Results of the investigation indicate that soils in the potential irrigation areas contain small concentrations of arsenic, selenium, and other trace elements. The geometric mean concentrations of total arsenic and selenium were 4.15 and 0.13 milligrams per kilogram, respectively, which are considerably smaller than those measured in the western San Joaquin Valley, Calif., and soils from other areas in the western United States. Water-extractable concentrations of arsenic and selenium, determined on 1:5 soil to water extractions, generally were less than 10 percent of the total concentrations. The geometric mean water-extractable concentrations for both elements were 0.02 milligram per kilogram or less.
The median and maximum concentrations of all constituents and properties indicative of irrigation drainage were tens to hundreds of times smaller in the Oakes test area drains than in western San Joaquin Valley drains. The maximum arsenic concentration in ground-water samples was 44 micrograms per liter, and the median concentration was 4 micrograms per liter. The maximum concentration in drain samples was 11 micrograms per liter, and the median concentration was 3 micrograms per liter.
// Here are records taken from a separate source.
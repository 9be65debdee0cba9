//! Background context for the `context` probing setting.
//!
//! Context is best-effort: a missing page or a failed request yields an
//! empty string, and the probe then behaves like plain few-shot prompting.
//! The general context joins the plain-text lead section with the header /
//! value rows of the page's infobox.

use std::time::Duration;

use async_trait::async_trait;
use reqwest::Client;
use scraper::{Html, Selector};
use serde::Deserialize;
use serde_json::Value;
use url::Url;

use crate::error::{Error, Result};
use crate::relation::Relation;

/// Upper bound on the administrative-divisions text, in characters.
pub const MAX_DIVISIONS_CHARS: usize = 32_000;

/// Supplies reference text about a subject.
#[async_trait]
pub trait ContextLoader: Send + Sync + std::fmt::Debug {
    /// Context for probing `relation` of `subject`; empty when unavailable.
    async fn load(&self, subject: &str, relation: Relation) -> String;
}

#[derive(Debug, Deserialize)]
struct QueryResponse {
    query: Option<QueryPages>,
}

#[derive(Debug, Deserialize)]
struct QueryPages {
    #[serde(default)]
    pages: Vec<Page>,
}

#[derive(Debug, Deserialize)]
struct Page {
    #[serde(default)]
    missing: bool,
    #[serde(default)]
    extract: Option<String>,
}

#[derive(Debug, Deserialize)]
struct ParseResponse {
    parse: Option<ParsedPage>,
}

#[derive(Debug, Deserialize)]
struct ParsedPage {
    #[serde(default)]
    text: String,
}

/// Context from English Wikipedia via the MediaWiki `extracts` and `parse` APIs.
#[derive(Debug, Clone)]
pub struct WikipediaContext {
    client: Client,
    endpoint: Url,
}

impl WikipediaContext {
    /// Create a loader for `endpoint` (e.g. `https://en.wikipedia.org/w/api.php`).
    pub fn new(endpoint: &str, timeout: Duration) -> Result<Self> {
        let endpoint = Url::parse(endpoint)
            .map_err(|e| Error::Config(format!("invalid wikipedia endpoint {endpoint}: {e}")))?;
        let client = Client::builder()
            .timeout(timeout)
            .user_agent(concat!(env!("CARGO_PKG_NAME"), "/", env!("CARGO_PKG_VERSION")))
            .build()
            .map_err(|e| Error::Config(format!("failed to build wikipedia client: {e}")))?;
        Ok(Self { client, endpoint })
    }

    /// Plain-text extract of `title`; only the lead section when `intro_only`.
    async fn extract(
        &self,
        title: &str,
        intro_only: bool,
    ) -> std::result::Result<Option<String>, String> {
        let mut params = vec![
            ("action", "query"),
            ("prop", "extracts"),
            ("explaintext", "1"),
            ("redirects", "1"),
            ("format", "json"),
            ("formatversion", "2"),
            ("titles", title),
        ];
        if intro_only {
            params.push(("exintro", "1"));
        }

        let response = self
            .client
            .get(self.endpoint.clone())
            .query(&params)
            .send()
            .await
            .map_err(|e| format!("request failed: {e}"))?;
        if !response.status().is_success() {
            return Err(format!("wikipedia returned {}", response.status()));
        }

        let body: QueryResponse = response
            .json()
            .await
            .map_err(|e| format!("unexpected response body: {e}"))?;

        Ok(body
            .query
            .and_then(|q| q.pages.into_iter().next())
            .filter(|page| !page.missing)
            .and_then(|page| page.extract)
            .map(|text| text.trim().to_string())
            .filter(|text| !text.is_empty()))
    }

    /// Rendered HTML of `title`, or `None` when the page does not exist.
    async fn rendered_html(&self, title: &str) -> std::result::Result<Option<String>, String> {
        let response = self
            .client
            .get(self.endpoint.clone())
            .query(&[
                ("action", "parse"),
                ("prop", "text"),
                ("redirects", "1"),
                ("format", "json"),
                ("formatversion", "2"),
                ("page", title),
            ])
            .send()
            .await
            .map_err(|e| format!("request failed: {e}"))?;
        if !response.status().is_success() {
            return Err(format!("wikipedia returned {}", response.status()));
        }

        let body: ParseResponse = response
            .json()
            .await
            .map_err(|e| format!("unexpected response body: {e}"))?;
        Ok(body.parse.map(|page| page.text).filter(|html| !html.is_empty()))
    }

    async fn infobox_or_empty(&self, title: &str) -> Vec<(String, String)> {
        match self.rendered_html(title).await {
            Ok(Some(html)) => parse_infobox(&html),
            Ok(None) => Vec::new(),
            Err(reason) => {
                tracing::warn!(
                    name: "context.failed",
                    title,
                    reason = %reason,
                    "Wikipedia infobox lookup failed; continuing without it"
                );
                Vec::new()
            }
        }
    }

    async fn extract_or_empty(&self, title: &str, intro_only: bool) -> String {
        match self.extract(title, intro_only).await {
            Ok(Some(text)) => text,
            Ok(None) => {
                tracing::debug!(name: "context.missing", title, "No Wikipedia page");
                String::new()
            }
            Err(reason) => {
                tracing::warn!(
                    name: "context.failed",
                    title,
                    reason = %reason,
                    "Wikipedia lookup failed; continuing without context"
                );
                String::new()
            }
        }
    }
}

#[async_trait]
impl ContextLoader for WikipediaContext {
    async fn load(&self, subject: &str, relation: Relation) -> String {
        if relation == Relation::CountryHasStates {
            let title = format!("Administrative divisions of {subject}");
            let text = self.extract_or_empty(&title, false).await;
            return text.chars().take(MAX_DIVISIONS_CHARS).collect();
        }

        let intro = self.extract_or_empty(subject, true).await;
        let infobox = self.infobox_or_empty(subject).await;
        format_context(&intro, &infobox)
    }
}

/// Header / value rows of the first infobox table of `html`, in page order.
///
/// Rows without both a header and a value cell are skipped. Value text nodes
/// are trimmed and joined with `", "`. A repeated header keeps its first
/// position and takes the later value.
#[must_use]
pub fn parse_infobox(html: &str) -> Vec<(String, String)> {
    let (Ok(table), Ok(row), Ok(header), Ok(cell)) = (
        Selector::parse(r#"table[class*="infobox"]"#),
        Selector::parse("tr"),
        Selector::parse("th"),
        Selector::parse("td"),
    ) else {
        return Vec::new();
    };

    let document = Html::parse_document(html);
    let Some(infobox) = document.select(&table).next() else {
        return Vec::new();
    };

    let mut rows: Vec<(String, String)> = Vec::new();
    for tr in infobox.select(&row) {
        let (Some(th), Some(td)) = (tr.select(&header).next(), tr.select(&cell).next()) else {
            continue;
        };
        let key = th.text().collect::<String>().trim().to_string();
        let value = td
            .text()
            .map(str::trim)
            .filter(|t| !t.is_empty())
            .collect::<Vec<_>>()
            .join(", ");
        match rows.iter_mut().find(|(k, _)| *k == key) {
            Some(existing) => existing.1 = value,
            None => rows.push((key, value)),
        }
    }
    rows
}

/// Render infobox rows as `{"Header": "value", ...}`.
#[must_use]
pub fn format_infobox(rows: &[(String, String)]) -> String {
    let fields: Vec<String> = rows
        .iter()
        .map(|(k, v)| format!("{}: {}", Value::from(k.as_str()), Value::from(v.as_str())))
        .collect();
    format!("{{{}}}", fields.join(", "))
}

/// Join a lead section and infobox rows into probe context; empty when both are.
#[must_use]
pub fn format_context(intro: &str, infobox: &[(String, String)]) -> String {
    match (intro.is_empty(), infobox.is_empty()) {
        (false, false) => format!(
            "Wikipedia introduction: \"{intro}\"; Wikipedia Infobox: {}.",
            format_infobox(infobox)
        ),
        (false, true) => format!("Wikipedia introduction: \"{intro}\"."),
        (true, false) => format!("Wikipedia Infobox: {}", format_infobox(infobox)),
        (true, true) => String::new(),
    }
}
Only 22 percent of the water samples collected from wells in the Oakes test area contained detectable concentrations (1 microgram per liter or more) of selenium. However, selenium was detected in 63 percent of the samples collected from sites on drains. The greater incidence of detection of selenium in the drain samples is interpreted as an effect of the more oxidizing environment of the drains, which are about 8 feet below land surface near the top of the water table. The median selenium concentration in the drain samples, however, was only 1 microgram per liter, and the maximum concentration in 63 drain samples was 4 micrograms per liter. For comparison, the median selenium concentrations reported for drains in the western San Joaquin Valley, Calif., ranged from 84 to 320 micrograms per liter. Mater from two observation wells had the largest selenium concentrations (8 and 9 micrograms per liter) measured during the investigation. These were the only two samples that exceeded any of the water-quality regulations, standards, or criteria for selenium.
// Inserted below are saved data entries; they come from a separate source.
//! LLM knowledge-base probing CLI
//!
//! Entry point for the `run`, `evaluate`, `disambiguate` and
//! `extract-graph` tasks.

use std::process::ExitCode;
use std::sync::Arc;
use std::time::Duration;

use anyhow::Context;
use clap::Parser;
use dotenvy::dotenv;
use mimalloc::MiMalloc;
use tracing::info;

use llm_kbc_probe::config::{AppConfig, Cli, GraphArgs, RunArgs, Task};
use llm_kbc_probe::context::WikipediaContext;
use llm_kbc_probe::disambiguation::{DispatchTable, LlmArbiter, Orchestrator, Outcome};
use llm_kbc_probe::evaluate::{EvaluateOptions, Evaluator};
use llm_kbc_probe::graph::GraphExtractor;
use llm_kbc_probe::llm::{ChatCompletionsClient, ChatModel};
use llm_kbc_probe::probe::ProbeRunner;
use llm_kbc_probe::search::{EntitySearch, WikidataSearch};
use llm_kbc_probe::telemetry;

/// Global allocator for improved performance (M-MIMALLOC-APPS).
#[global_allocator]
static GLOBAL: MiMalloc = MiMalloc;

#[tokio::main]
async fn main() -> ExitCode {
    // Load .env (if present) before clap reads env-backed arguments
    let _ = dotenv();

    let cli = Cli::parse();
    telemetry::init(cli.json_logs);

    match run(cli).await {
        Ok(()) => ExitCode::SUCCESS,
        Err(e) => {
            tracing::error!(name: "task.failed", error = format!("{e:#}"), "Task failed");
            ExitCode::FAILURE
        }
    }
}

async fn run(cli: Cli) -> anyhow::Result<()> {
    let config =
        AppConfig::load(cli.config.as_deref()).context("Failed to load configuration")?;

    info!(
        name: "config.loaded",
        base_url = %config.llm.base_url,
        model = %config.llm.model,
        data_dir = %config.paths.data_dir.display(),
        "Configuration loaded"
    );

    match cli.task {
        Task::Run(args) => probe(&config, &args).await,
        Task::Evaluate {
            run,
            compare,
            write,
        } => evaluate(&config, &run, EvaluateOptions { compare, write }),
        Task::Disambiguate(args) => disambiguate(&config, &args).await,
        Task::ExtractGraph(args) => extract_graph(&config, &args).await,
    }
}

async fn probe(config: &AppConfig, args: &RunArgs) -> anyhow::Result<()> {
    let context = WikipediaContext::new(
        &config.wikipedia.endpoint,
        Duration::from_secs(config.wikipedia.timeout_secs),
    )?;
    let runner = ProbeRunner::new(
        chat_client(config)?,
        search_client(config)?,
        Arc::new(context),
        config.retry_policy()?,
        config.paths.clone(),
    );

    let spec = args.spec();
    let summary = runner
        .run(&spec)
        .await
        .with_context(|| format!("Probing {} failed", spec.run_name()))?;

    println!(
        "Probed {} subjects of {} ({} without answer) -> {}",
        summary.records,
        summary.relation,
        summary.empty,
        summary.output.display()
    );
    Ok(())
}

fn evaluate(config: &AppConfig, args: &RunArgs, options: EvaluateOptions) -> anyhow::Result<()> {
    let spec = args.spec();
    let evaluation = Evaluator::new(config.paths.clone())
        .evaluate(&spec, options)
        .with_context(|| format!("Evaluating {} failed", spec.run_name()))?;

    if options.write {
        if let Some(path) = &evaluation.saved_to {
            println!("Evaluation results saved at {}.", path.display());
        }
    } else {
        print!("{}", evaluation.report);
    }
    Ok(())
}

async fn disambiguate(config: &AppConfig, args: &RunArgs) -> anyhow::Result<()> {
    let arbiter = LlmArbiter::new(chat_client(config)?, config.retry_policy()?)
        .with_model(config.disambiguation.model.clone())
        .with_temperature(config.disambiguation.temperature);
    let orchestrator = Orchestrator::new(
        DispatchTable::standard().context("Invalid keyword pattern in dispatch table")?,
        search_client(config)?,
        Some(arbiter),
    );

    let spec = args.spec();
    let dir = config.paths.run_dir(&spec);
    let relations = orchestrator.select(&dir, &spec.relation);
    if relations.is_empty() {
        println!("{}: no disambiguation assigned", spec.relation);
    }

    for relation in relations {
        let outcome = orchestrator
            .run(&dir, relation)
            .await
            .with_context(|| format!("Disambiguating {relation} in {} failed", dir.display()))?;
        match outcome {
            Outcome::Completed(summary) => println!(
                "{relation}: {} records, {} labels ({} resolved, {} kept as text)",
                summary.records, summary.labels, summary.resolved, summary.unresolved
            ),
            Outcome::Unsupported => println!("{relation}: no disambiguation assigned"),
        }
    }
    Ok(())
}

async fn extract_graph(config: &AppConfig, args: &GraphArgs) -> anyhow::Result<()> {
    let text = std::fs::read_to_string(&args.input)
        .with_context(|| format!("Failed to read {}", args.input))?;

    let extractor = GraphExtractor::new(chat_client(config)?, config.retry_policy()?)
        .with_model(args.model.clone());
    let graph = extractor
        .extract(&text, &args.ontology, args.format)
        .await
        .context("Graph extraction failed")?;

    println!("{graph}");
    Ok(())
}

fn chat_client(config: &AppConfig) -> anyhow::Result<Arc<dyn ChatModel>> {
    let settings = config.llm_settings()?;
    info!(
        name: "llm.config.loaded",
        base_url = %settings.base_url,
        model = %settings.model,
        provider = ?settings.provider,
        "LLM configuration loaded"
    );
    Ok(Arc::new(ChatCompletionsClient::new(settings)?))
}

fn search_client(config: &AppConfig) -> anyhow::Result<Arc<dyn EntitySearch>> {
    Ok(Arc::new(WikidataSearch::new(
        &config.search.endpoint,
        config.search.language.clone(),
        Duration::from_secs(config.search.timeout_secs),
    )?))
}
Mercury and boron were the only other trace elements that exceeded standards and criteria. The median concentration of mercury was less than 0.1 microgram per liter, and the maximum concentration was 0.8 microgram per liter. The chronic freshwater-aquatic-life criterion for mercury (0.012 microgram per liter) is about 10 times less than the laboratory detection limit and is derived from bioconcentration factors based on methylmercury. Two boron samples exceeded the irrigation criteria of 750 micrograms per liter. Comparisons with criteria and standards indicate that the concentrations of trace elements determined in samples from wells and drains in the Oakes test area during this investigation should not adversely affect human and aquatic life or irrigated crops.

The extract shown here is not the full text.